▸ **Exercise description**
In the material below, which lines hold the word "false"? Pick each one out.

▸ **Source material**
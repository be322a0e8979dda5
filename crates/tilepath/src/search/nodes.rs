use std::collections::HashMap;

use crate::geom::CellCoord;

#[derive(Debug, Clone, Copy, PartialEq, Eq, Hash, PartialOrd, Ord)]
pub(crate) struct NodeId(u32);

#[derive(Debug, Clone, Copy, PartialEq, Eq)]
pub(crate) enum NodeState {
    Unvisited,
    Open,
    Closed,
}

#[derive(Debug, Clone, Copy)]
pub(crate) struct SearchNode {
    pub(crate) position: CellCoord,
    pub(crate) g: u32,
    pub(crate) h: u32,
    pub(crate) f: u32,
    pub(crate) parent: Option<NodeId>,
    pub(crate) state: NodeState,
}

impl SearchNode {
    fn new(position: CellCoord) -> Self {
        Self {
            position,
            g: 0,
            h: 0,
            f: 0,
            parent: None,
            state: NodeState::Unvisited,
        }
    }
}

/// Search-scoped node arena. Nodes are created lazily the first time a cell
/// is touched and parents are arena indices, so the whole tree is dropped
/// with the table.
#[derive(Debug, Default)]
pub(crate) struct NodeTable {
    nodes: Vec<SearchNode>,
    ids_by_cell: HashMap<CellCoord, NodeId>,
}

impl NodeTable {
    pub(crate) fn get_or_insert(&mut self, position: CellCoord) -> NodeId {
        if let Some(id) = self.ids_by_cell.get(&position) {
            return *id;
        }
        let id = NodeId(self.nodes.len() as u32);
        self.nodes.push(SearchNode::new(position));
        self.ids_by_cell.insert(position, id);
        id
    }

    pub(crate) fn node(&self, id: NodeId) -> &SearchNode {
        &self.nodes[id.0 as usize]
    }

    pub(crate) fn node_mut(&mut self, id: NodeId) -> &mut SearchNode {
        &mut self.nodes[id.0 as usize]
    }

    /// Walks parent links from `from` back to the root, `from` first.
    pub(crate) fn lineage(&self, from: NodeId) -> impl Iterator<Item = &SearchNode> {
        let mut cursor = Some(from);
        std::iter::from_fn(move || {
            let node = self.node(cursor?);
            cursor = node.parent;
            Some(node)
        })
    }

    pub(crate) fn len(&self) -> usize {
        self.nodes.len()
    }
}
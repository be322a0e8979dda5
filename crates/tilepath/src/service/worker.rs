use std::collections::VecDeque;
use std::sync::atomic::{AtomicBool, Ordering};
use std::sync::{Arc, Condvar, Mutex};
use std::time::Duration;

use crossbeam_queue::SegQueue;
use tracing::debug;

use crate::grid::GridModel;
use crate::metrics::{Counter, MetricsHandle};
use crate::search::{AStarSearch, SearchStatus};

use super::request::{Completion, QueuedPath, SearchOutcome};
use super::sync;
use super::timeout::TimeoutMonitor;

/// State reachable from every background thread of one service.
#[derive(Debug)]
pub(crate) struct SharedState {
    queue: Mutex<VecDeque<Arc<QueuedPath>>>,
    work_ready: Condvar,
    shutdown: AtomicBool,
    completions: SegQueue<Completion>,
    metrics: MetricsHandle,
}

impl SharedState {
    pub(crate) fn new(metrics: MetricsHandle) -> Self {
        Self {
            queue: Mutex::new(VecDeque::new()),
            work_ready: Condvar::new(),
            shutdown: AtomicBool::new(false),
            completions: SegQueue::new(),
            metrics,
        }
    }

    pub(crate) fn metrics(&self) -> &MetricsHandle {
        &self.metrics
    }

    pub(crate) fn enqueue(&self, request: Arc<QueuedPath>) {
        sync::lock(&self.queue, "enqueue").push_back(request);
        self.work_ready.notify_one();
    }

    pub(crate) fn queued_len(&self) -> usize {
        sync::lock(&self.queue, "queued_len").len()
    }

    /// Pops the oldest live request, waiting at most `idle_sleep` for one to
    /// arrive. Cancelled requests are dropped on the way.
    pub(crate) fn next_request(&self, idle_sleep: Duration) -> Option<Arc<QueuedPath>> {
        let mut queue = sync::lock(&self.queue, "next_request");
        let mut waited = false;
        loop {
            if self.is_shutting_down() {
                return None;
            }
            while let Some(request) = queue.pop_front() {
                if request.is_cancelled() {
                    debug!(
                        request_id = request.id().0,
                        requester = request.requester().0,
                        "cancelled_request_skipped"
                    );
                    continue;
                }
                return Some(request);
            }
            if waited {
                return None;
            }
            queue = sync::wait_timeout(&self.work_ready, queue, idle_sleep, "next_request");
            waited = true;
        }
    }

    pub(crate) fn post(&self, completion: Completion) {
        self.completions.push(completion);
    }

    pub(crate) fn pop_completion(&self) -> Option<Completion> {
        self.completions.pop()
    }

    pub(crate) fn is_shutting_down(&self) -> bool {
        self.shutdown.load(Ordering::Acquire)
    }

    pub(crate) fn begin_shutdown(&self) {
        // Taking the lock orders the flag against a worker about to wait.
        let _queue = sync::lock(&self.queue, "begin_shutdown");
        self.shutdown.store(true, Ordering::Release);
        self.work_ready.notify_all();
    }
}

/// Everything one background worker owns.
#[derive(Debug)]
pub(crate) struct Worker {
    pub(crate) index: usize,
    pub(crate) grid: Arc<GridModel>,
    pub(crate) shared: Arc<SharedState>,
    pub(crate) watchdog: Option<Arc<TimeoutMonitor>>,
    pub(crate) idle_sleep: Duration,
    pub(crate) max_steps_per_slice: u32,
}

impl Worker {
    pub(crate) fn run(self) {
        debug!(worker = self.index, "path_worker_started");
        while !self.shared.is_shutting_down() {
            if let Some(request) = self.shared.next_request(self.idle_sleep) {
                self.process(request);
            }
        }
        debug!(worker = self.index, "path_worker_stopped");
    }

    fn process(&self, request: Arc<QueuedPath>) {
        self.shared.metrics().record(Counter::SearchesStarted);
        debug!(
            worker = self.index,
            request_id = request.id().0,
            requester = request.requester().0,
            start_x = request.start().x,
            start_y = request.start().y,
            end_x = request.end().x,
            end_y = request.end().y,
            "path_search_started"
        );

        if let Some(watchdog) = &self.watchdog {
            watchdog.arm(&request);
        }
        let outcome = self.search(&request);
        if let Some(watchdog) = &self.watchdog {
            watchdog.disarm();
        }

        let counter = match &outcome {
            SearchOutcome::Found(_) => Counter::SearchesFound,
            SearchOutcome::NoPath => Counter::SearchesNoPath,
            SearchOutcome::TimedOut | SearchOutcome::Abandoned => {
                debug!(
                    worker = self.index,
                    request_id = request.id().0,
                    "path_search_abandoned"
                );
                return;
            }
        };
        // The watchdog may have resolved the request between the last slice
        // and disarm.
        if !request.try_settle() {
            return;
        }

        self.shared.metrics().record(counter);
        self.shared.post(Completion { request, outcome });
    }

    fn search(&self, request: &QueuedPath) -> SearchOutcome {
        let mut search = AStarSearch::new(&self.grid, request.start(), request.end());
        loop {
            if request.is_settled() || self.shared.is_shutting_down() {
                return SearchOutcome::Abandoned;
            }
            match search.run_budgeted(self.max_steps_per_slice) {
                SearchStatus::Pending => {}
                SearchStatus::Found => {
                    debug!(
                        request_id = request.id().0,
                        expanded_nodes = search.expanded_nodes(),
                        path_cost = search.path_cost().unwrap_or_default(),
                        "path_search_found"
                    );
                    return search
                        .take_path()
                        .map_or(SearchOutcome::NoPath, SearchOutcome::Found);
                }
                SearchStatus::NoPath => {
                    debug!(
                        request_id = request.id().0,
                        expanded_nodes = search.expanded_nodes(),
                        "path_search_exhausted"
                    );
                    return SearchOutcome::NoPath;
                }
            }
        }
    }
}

▸ **Solution for this exercise**
            shutdown: AtomicBool::new(false),
        let mut waited = false;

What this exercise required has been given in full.